Context for this Lesson
Topic: Considering the appearance and experience of bugs. To relate to observations of the natural world, in conjunction with nature journals.
Focus Question: How are bugs similar and different from each other? What are individual artistic interpretations of bugs and their habitats?
When students enter the room there are three questions are written on the board:
- What adjectives describe them?
- What do they look like?
- Where do they live?
Once the students are seated say, “I bet you’re wondering what these questions refer to.” And write “BUGS” on the board above the questions. Ask the students to brainstorm some answers and write them on the board.

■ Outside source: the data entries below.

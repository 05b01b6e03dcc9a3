//! Streak-based alerting
//!
//! A rule fires when its condition is violated on `streak` consecutive
//! observations. It fires once per streak; a single non-violating
//! observation re-arms it.
//!
//! Rate rules observe each closed reporting interval (live ticks and the
//! final partial interval). Intervals with no outcomes are skipped: they
//! neither extend nor reset a streak. The server-error rule observes every
//! individual outcome.

use std::collections::VecDeque;
use std::sync::Arc;

use async_trait::async_trait;
use chrono::{DateTime, Utc};
use parking_lot::Mutex;
use serde::{Deserialize, Serialize};
use tracing::warn;

use crate::error::Result;
use crate::outcome::RequestOutcome;
use crate::stats::RunStatistics;

/// Counts consecutive violations and fires once per streak
#[derive(Debug, Clone)]
pub struct StreakDetector {
    required: usize,
    streak: usize,
    fired: bool,
}

impl StreakDetector {
    pub fn new(required: usize) -> Self {
        Self {
            required: required.max(1),
            streak: 0,
            fired: false,
        }
    }

    /// Feed one observation; returns `true` when the alert should fire
    pub fn observe(&mut self, violated: bool) -> bool {
        if !violated {
            self.streak = 0;
            self.fired = false;
            return false;
        }
        self.streak += 1;
        if self.streak >= self.required && !self.fired {
            self.fired = true;
            return true;
        }
        false
    }
}

/// What a rule watches
#[derive(Debug, Clone, PartialEq, Serialize, Deserialize)]
#[serde(tag = "kind", rename_all = "snake_case")]
pub enum AlertCondition {
    /// Interval success rate below `percent`
    SuccessRateBelow { percent: f64 },
    /// Interval timeout rate above `percent`
    TimeoutRateAbove { percent: f64 },
    /// Consecutive 5xx responses
    ConsecutiveServerErrors,
}

/// A named condition plus the streak length that triggers it
#[derive(Debug, Clone, PartialEq, Serialize, Deserialize)]
pub struct AlertRule {
    pub name: String,
    pub condition: AlertCondition,
    #[serde(default = "default_streak")]
    pub streak: usize,
}

fn default_streak() -> usize {
    3
}

impl AlertRule {
    pub fn success_rate_below(percent: f64, streak: usize) -> Self {
        Self {
            name: "success_rate".to_string(),
            condition: AlertCondition::SuccessRateBelow { percent },
            streak,
        }
    }

    pub fn timeout_rate_above(percent: f64, streak: usize) -> Self {
        Self {
            name: "timeout_rate".to_string(),
            condition: AlertCondition::TimeoutRateAbove { percent },
            streak,
        }
    }

    pub fn consecutive_server_errors(streak: usize) -> Self {
        Self {
            name: "server_errors".to_string(),
            condition: AlertCondition::ConsecutiveServerErrors,
            streak,
        }
    }

    fn describe(&self, label: &str) -> String {
        match &self.condition {
            AlertCondition::SuccessRateBelow { percent } => format!(
                "{}: success rate below {}% for {} consecutive intervals",
                label, percent, self.streak
            ),
            AlertCondition::TimeoutRateAbove { percent } => format!(
                "{}: timeout rate above {}% for {} consecutive intervals",
                label, percent, self.streak
            ),
            AlertCondition::ConsecutiveServerErrors => format!(
                "{}: {} consecutive 5xx responses",
                label, self.streak
            ),
        }
    }
}

/// A fired alert
#[derive(Debug, Clone, Serialize, Deserialize)]
pub struct Alert {
    pub rule: String,
    pub label: String,
    pub message: String,
    /// The observations that made up the streak (percentages or status codes)
    pub observations: Vec<f64>,
    pub raised_at: DateTime<Utc>,
}

/// Receives fired alerts
#[async_trait]
pub trait AlertHook: Send + Sync {
    fn name(&self) -> &str;

    async fn notify(&self, alert: &Alert) -> Result<()>;
}

#[derive(Debug, Clone)]
struct RuleState {
    rule: AlertRule,
    detector: StreakDetector,
    recent: VecDeque<f64>,
}

impl RuleState {
    fn observe(&mut self, label: &str, value: f64, violated: bool) -> Option<Alert> {
        self.recent.push_back(value);
        while self.recent.len() > self.rule.streak.max(1) {
            self.recent.pop_front();
        }
        if !self.detector.observe(violated) {
            return None;
        }
        Some(Alert {
            rule: self.rule.name.clone(),
            label: label.to_string(),
            message: self.rule.describe(label),
            observations: self.recent.iter().copied().collect(),
            raised_at: Utc::now(),
        })
    }
}

/// Evaluates a set of rules for one label (target)
#[derive(Debug, Clone)]
pub struct AlertEngine {
    label: String,
    rules: Vec<RuleState>,
}

impl AlertEngine {
    pub fn new(label: impl Into<String>, rules: Vec<AlertRule>) -> Self {
        Self {
            label: label.into(),
            rules: rules
                .into_iter()
                .map(|rule| RuleState {
                    detector: StreakDetector::new(rule.streak),
                    recent: VecDeque::new(),
                    rule,
                })
                .collect(),
        }
    }

    /// Observe the success rate of one reporting interval, in percent
    pub fn observe_success_rate(&mut self, percent: f64) -> Vec<Alert> {
        let label = self.label.clone();
        self.rules
            .iter_mut()
            .filter_map(|state| match state.rule.condition {
                AlertCondition::SuccessRateBelow { percent: threshold } => {
                    state.observe(&label, percent, percent < threshold)
                }
                _ => None,
            })
            .collect()
    }

    /// Observe the timeout rate of one reporting interval, in percent
    pub fn observe_timeout_rate(&mut self, percent: f64) -> Vec<Alert> {
        let label = self.label.clone();
        self.rules
            .iter_mut()
            .filter_map(|state| match state.rule.condition {
                AlertCondition::TimeoutRateAbove { percent: threshold } => {
                    state.observe(&label, percent, percent > threshold)
                }
                _ => None,
            })
            .collect()
    }

    /// Observe a closed reporting interval; empty intervals are skipped
    pub fn observe_interval(&mut self, interval: &RunStatistics) -> Vec<Alert> {
        if interval.total == 0 {
            return Vec::new();
        }
        let mut alerts = self.observe_success_rate(interval.success_percent());
        alerts.extend(self.observe_timeout_rate(interval.timeout_percent()));
        alerts
    }

    /// Observe a single outcome
    pub fn observe_outcome(&mut self, outcome: &RequestOutcome) -> Vec<Alert> {
        let label = self.label.clone();
        let code = f64::from(outcome.status_code.unwrap_or_default());
        self.rules
            .iter_mut()
            .filter_map(|state| match state.rule.condition {
                AlertCondition::ConsecutiveServerErrors => {
                    state.observe(&label, code, outcome.is_server_error())
                }
                _ => None,
            })
            .collect()
    }
}

/// Rules plus hooks, shareable across runs so streaks survive between
/// monitoring cycles
#[derive(Clone)]
pub struct AlertPolicy {
    engine: Arc<Mutex<AlertEngine>>,
    hooks: Vec<Arc<dyn AlertHook>>,
}

impl AlertPolicy {
    pub fn new(engine: AlertEngine) -> Self {
        Self {
            engine: Arc::new(Mutex::new(engine)),
            hooks: Vec::new(),
        }
    }

    pub fn with_hook(mut self, hook: Arc<dyn AlertHook>) -> Self {
        self.hooks.push(hook);
        self
    }

    pub(crate) fn observe_interval(&self, interval: &RunStatistics) -> Vec<Alert> {
        self.engine.lock().observe_interval(interval)
    }

    pub(crate) fn observe_outcome(&self, outcome: &RequestOutcome) -> Vec<Alert> {
        self.engine.lock().observe_outcome(outcome)
    }

    /// Deliver alerts to every hook; hook failures are logged, not fatal
    pub(crate) async fn deliver(&self, alerts: &[Alert]) {
        for alert in alerts {
            warn!(label = %alert.label, rule = %alert.rule, "ALERT: {}", alert.message);
            for hook in &self.hooks {
                if let Err(e) = hook.notify(alert).await {
                    warn!(hook = hook.name(), "alert delivery failed: {}", e);
                }
            }
        }
    }
}

#[cfg(test)]
mod tests {
    use super::*;
    use crate::outcome::Attempt;
    use std::time::Duration;

    #[test]
    fn test_streak_fires_once_then_requires_reset() {
        let mut engine = AlertEngine::new("google", vec![AlertRule::success_rate_below(60.0, 3)]);
        let fired: Vec<usize> = [50.0, 40.0, 30.0, 96.0, 20.0]
            .iter()
            .map(|rate| engine.observe_success_rate(*rate).len())
            .collect();
        assert_eq!(fired, vec![0, 0, 1, 0, 0]);
    }

    #[test]
    fn test_continuing_streak_does_not_refire() {
        let mut detector = StreakDetector::new(3);
        let fired: Vec<bool> = [true, true, true, true, true, false, true, true, true]
            .iter()
            .map(|v| detector.observe(*v))
            .collect();
        assert_eq!(
            fired,
            vec![false, false, true, false, false, false, false, false, true]
        );
    }

    #[test]
    fn test_alert_carries_streak_observations() {
        let mut engine = AlertEngine::new("bing", vec![AlertRule::timeout_rate_above(10.0, 2)]);
        assert!(engine.observe_timeout_rate(5.0).is_empty());
        assert!(engine.observe_timeout_rate(20.0).is_empty());
        let alerts = engine.observe_timeout_rate(30.0);
        assert_eq!(alerts.len(), 1);
        assert_eq!(alerts[0].observations, vec![20.0, 30.0]);
        assert!(alerts[0].message.contains("bing"));
    }

    #[test]
    fn test_server_error_rule_watches_outcomes() {
        let mut engine =
            AlertEngine::new("yandex", vec![AlertRule::consecutive_server_errors(3)]);
        let attempt = Attempt::begin(0, Duration::from_secs(1));

        assert!(engine.observe_outcome(&attempt.http_error(502, "x")).is_empty());
        assert!(engine.observe_outcome(&attempt.http_error(504, "x")).is_empty());
        let alerts = engine.observe_outcome(&attempt.http_error(500, "x"));
        assert_eq!(alerts.len(), 1);
        assert_eq!(alerts[0].observations, vec![502.0, 504.0, 500.0]);

        // A 404 is not a server error and resets the streak
        assert!(engine.observe_outcome(&attempt.http_error(404, "x")).is_empty());
        assert!(engine.observe_outcome(&attempt.success(200, 1)).is_empty());
    }

    #[test]
    fn test_empty_interval_is_skipped() {
        let mut engine = AlertEngine::new("ddg", vec![AlertRule::success_rate_below(95.0, 2)]);
        let bad = RunStatistics {
            total: 10,
            success_count: 1,
            success_rate: 0.1,
            ..Default::default()
        };
        assert!(engine.observe_interval(&bad).is_empty());
        assert!(engine.observe_interval(&RunStatistics::default()).is_empty());
        assert_eq!(engine.observe_interval(&bad).len(), 1);
    }
}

Side-coaching questions include:
- How many legs do bugs have?
- What colors are they?
- What do they feel like?
- How do you feel when you see one?
- What are some indoor and outdoor places you might find them?
Observations and Frozen Images
Keeping these questions in mind we’re going to look at some pictures of bugs. Pass out pictures of bugs to each table- appoint a scribe and an announcer at each table. In their groups the students will look at the pictures and then write down all of their observations. After 4 minutes, the announcers share 3 things from each group that was not on the board. These are added to the board lists. After all groups have shared, all of the students stand up at their tables and "try-on" various bug parts. What would it look like if you use your body to make a bug head? Leg? Body? Spotlight some students’ choices. Then, each group picks one bug from their pictures and builds it with their bodies. As they’re building the frozen images remind the students to take care of each other by asking such questions as “Can I touch you?” “Are you comfortable like that?” etc. There will be a gallery of bugs and after 4 minutes spotlight each group for the others to observe and guess their bug.
Guided Imagery or Narrative Pantomime (depending on age and focus of students)
Sitting in your own space close your eyes. This is a silent activity, so without speaking, just relax and sit comfortably.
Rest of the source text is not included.